Excerpts from a dataset
- - - - -

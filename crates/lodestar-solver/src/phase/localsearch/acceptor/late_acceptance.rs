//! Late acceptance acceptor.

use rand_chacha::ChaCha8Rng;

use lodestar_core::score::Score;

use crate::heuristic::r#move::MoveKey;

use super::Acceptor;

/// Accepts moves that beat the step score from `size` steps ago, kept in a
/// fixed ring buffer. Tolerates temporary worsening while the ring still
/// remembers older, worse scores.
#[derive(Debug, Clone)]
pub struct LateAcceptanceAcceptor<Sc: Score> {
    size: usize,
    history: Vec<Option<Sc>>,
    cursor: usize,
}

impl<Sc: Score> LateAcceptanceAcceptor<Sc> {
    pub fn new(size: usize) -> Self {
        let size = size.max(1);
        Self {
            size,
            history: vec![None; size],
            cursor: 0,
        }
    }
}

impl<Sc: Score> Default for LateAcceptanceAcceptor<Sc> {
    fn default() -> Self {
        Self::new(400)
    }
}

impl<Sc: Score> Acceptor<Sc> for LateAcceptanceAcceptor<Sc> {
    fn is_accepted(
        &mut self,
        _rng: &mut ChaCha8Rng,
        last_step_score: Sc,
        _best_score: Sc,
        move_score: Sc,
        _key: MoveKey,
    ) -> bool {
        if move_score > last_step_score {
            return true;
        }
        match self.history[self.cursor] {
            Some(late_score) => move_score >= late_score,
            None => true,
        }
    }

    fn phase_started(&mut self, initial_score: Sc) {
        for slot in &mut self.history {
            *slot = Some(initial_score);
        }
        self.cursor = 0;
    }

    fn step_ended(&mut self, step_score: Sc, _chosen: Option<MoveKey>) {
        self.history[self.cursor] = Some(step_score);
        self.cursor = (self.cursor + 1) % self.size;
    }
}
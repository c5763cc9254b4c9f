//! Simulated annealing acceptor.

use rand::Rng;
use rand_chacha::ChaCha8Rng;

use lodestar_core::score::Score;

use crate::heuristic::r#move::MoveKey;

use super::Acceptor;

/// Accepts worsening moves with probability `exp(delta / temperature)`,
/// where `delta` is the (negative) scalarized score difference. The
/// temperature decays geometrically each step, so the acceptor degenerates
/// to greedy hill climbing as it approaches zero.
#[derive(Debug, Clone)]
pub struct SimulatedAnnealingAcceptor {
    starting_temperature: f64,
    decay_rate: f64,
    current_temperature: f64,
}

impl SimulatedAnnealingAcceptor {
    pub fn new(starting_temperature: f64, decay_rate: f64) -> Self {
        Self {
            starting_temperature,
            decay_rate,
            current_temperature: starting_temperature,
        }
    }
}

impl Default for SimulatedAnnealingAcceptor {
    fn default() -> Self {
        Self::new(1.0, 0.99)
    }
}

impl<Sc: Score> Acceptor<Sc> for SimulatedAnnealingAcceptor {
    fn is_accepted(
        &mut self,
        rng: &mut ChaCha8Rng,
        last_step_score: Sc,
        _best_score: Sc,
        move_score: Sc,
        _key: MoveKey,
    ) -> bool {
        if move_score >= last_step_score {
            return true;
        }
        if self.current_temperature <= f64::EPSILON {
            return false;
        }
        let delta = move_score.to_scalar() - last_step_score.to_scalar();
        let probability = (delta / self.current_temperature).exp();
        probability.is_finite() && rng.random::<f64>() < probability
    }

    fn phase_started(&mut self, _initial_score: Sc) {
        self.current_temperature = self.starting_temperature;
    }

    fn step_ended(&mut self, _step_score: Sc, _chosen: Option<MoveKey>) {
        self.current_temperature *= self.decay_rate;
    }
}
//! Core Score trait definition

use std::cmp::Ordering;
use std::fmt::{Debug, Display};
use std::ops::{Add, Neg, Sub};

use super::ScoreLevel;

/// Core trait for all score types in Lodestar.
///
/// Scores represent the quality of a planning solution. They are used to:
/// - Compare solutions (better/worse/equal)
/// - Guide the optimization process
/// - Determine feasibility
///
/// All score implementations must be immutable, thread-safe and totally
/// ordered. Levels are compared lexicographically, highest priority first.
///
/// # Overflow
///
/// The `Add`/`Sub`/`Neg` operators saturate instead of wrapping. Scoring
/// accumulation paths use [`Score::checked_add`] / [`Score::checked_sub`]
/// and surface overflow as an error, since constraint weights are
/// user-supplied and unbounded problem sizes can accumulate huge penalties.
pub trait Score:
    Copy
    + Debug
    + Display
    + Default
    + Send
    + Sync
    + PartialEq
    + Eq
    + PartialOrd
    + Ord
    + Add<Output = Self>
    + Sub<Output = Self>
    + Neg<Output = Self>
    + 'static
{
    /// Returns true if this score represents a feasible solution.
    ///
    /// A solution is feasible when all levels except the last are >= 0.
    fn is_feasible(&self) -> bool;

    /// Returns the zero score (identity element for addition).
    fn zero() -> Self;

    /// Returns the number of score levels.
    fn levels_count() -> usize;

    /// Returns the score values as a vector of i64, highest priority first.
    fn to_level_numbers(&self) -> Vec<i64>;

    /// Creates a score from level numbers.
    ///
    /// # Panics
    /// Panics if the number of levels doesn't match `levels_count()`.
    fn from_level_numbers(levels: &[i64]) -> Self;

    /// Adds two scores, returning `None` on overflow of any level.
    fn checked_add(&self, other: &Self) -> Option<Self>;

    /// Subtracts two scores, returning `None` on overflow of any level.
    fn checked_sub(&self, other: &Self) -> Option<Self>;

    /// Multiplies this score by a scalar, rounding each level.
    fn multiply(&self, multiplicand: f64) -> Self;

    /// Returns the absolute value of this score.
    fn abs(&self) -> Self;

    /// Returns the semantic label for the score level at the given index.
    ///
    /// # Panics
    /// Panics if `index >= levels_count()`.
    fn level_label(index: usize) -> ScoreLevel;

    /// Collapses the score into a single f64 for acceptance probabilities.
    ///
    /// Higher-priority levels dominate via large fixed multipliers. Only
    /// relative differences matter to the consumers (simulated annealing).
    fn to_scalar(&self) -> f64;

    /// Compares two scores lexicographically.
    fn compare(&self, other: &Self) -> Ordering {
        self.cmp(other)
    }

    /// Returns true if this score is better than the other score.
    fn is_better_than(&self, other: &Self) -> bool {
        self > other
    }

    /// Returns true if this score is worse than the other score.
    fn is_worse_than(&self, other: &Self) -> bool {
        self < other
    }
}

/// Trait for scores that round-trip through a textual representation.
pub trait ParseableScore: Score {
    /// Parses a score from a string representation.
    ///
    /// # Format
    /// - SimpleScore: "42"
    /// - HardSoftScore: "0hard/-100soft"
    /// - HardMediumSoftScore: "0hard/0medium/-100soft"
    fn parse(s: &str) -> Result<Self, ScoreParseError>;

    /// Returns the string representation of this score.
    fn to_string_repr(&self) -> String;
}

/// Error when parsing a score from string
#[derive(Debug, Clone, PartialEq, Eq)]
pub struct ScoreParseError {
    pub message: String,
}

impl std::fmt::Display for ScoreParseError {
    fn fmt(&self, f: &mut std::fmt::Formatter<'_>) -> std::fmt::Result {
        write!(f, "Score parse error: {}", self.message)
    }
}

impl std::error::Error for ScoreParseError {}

- - - - -

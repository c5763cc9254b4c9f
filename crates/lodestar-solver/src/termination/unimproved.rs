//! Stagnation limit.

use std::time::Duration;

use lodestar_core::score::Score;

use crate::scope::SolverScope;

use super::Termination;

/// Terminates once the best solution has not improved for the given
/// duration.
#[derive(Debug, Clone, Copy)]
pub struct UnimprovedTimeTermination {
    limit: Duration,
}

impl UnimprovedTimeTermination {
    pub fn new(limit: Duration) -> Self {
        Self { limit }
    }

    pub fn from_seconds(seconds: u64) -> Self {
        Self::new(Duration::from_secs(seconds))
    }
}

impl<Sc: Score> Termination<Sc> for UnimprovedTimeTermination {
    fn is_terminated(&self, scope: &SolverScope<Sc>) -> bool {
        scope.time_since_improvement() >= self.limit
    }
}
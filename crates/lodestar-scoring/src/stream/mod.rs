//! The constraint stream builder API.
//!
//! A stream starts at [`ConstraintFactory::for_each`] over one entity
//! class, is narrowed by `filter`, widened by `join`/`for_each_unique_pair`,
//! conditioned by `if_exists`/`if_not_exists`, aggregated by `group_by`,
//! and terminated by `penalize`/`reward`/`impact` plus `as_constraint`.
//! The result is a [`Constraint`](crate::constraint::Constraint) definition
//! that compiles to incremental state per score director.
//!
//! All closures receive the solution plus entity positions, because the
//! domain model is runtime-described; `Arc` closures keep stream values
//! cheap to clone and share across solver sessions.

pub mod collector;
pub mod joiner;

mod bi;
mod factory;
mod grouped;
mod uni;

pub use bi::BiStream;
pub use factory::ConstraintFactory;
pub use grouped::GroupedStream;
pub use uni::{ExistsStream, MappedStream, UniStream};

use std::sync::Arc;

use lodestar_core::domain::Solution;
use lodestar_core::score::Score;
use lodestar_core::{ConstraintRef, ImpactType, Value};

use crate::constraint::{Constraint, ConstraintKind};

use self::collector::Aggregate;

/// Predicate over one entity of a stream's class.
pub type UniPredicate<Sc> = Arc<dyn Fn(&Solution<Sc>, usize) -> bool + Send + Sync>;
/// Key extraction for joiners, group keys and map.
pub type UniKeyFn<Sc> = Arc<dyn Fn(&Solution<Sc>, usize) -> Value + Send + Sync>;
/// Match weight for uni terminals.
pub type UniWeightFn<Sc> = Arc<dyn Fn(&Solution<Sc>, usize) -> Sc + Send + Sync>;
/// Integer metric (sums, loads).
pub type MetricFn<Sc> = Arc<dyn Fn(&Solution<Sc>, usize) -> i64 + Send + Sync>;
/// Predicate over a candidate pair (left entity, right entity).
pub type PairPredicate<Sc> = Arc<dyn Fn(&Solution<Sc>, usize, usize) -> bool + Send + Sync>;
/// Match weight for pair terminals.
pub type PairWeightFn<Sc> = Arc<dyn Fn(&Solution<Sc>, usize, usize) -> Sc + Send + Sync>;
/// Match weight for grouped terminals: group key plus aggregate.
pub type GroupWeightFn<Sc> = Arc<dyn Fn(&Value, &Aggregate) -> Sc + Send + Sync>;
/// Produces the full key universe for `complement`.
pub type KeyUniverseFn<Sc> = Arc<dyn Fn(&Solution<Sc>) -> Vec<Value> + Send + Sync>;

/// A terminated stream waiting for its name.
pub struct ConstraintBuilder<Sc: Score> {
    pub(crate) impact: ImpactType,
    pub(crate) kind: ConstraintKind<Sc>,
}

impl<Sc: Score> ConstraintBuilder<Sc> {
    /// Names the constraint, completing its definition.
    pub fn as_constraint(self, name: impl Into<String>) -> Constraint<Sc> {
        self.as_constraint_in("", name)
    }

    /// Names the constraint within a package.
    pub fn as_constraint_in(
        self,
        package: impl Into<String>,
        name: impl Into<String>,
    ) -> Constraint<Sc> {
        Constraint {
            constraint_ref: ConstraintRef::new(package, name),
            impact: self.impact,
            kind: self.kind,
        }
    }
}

- - - - -

• [TASK DESCRIPTION]:
There is a run of lines above from the one with "let delta = move_score.to_scalar()" to the one with "element for addition)."; print exactly that run, both ends included, and nothing else.

• [SOLUTION TO THE PROBLEM]:
        let delta = move_score.to_scalar() - last_step_score.to_scalar();
        let probability = (delta / self.current_temperature).exp();
        probability.is_finite() && rng.random::<f64>() < probability
    }

    fn phase_started(&mut self, _initial_score: Sc) {
        self.current_temperature = self.starting_temperature;
    }

    fn step_ended(&mut self, _step_score: Sc, _chosen: Option<MoveKey>) {
        self.current_temperature *= self.decay_rate;
    }
}
//! Core Score trait definition

use std::cmp::Ordering;
use std::fmt::{Debug, Display};
use std::ops::{Add, Neg, Sub};

use super::ScoreLevel;

/// Core trait for all score types in Lodestar.
///
/// Scores represent the quality of a planning solution. They are used to:
/// - Compare solutions (better/worse/equal)
/// - Guide the optimization process
/// - Determine feasibility
///
/// All score implementations must be immutable, thread-safe and totally
/// ordered. Levels are compared lexicographically, highest priority first.
///
/// # Overflow
///
/// The `Add`/`Sub`/`Neg` operators saturate instead of wrapping. Scoring
/// accumulation paths use [`Score::checked_add`] / [`Score::checked_sub`]
/// and surface overflow as an error, since constraint weights are
/// user-supplied and unbounded problem sizes can accumulate huge penalties.
pub trait Score:
    Copy
    + Debug
    + Display
    + Default
    + Send
    + Sync
    + PartialEq
    + Eq
    + PartialOrd
    + Ord
    + Add<Output = Self>
    + Sub<Output = Self>
    + Neg<Output = Self>
    + 'static
{
    /// Returns true if this score represents a feasible solution.
    ///
    /// A solution is feasible when all levels except the last are >= 0.
    fn is_feasible(&self) -> bool;

    /// Returns the zero score (identity element for addition).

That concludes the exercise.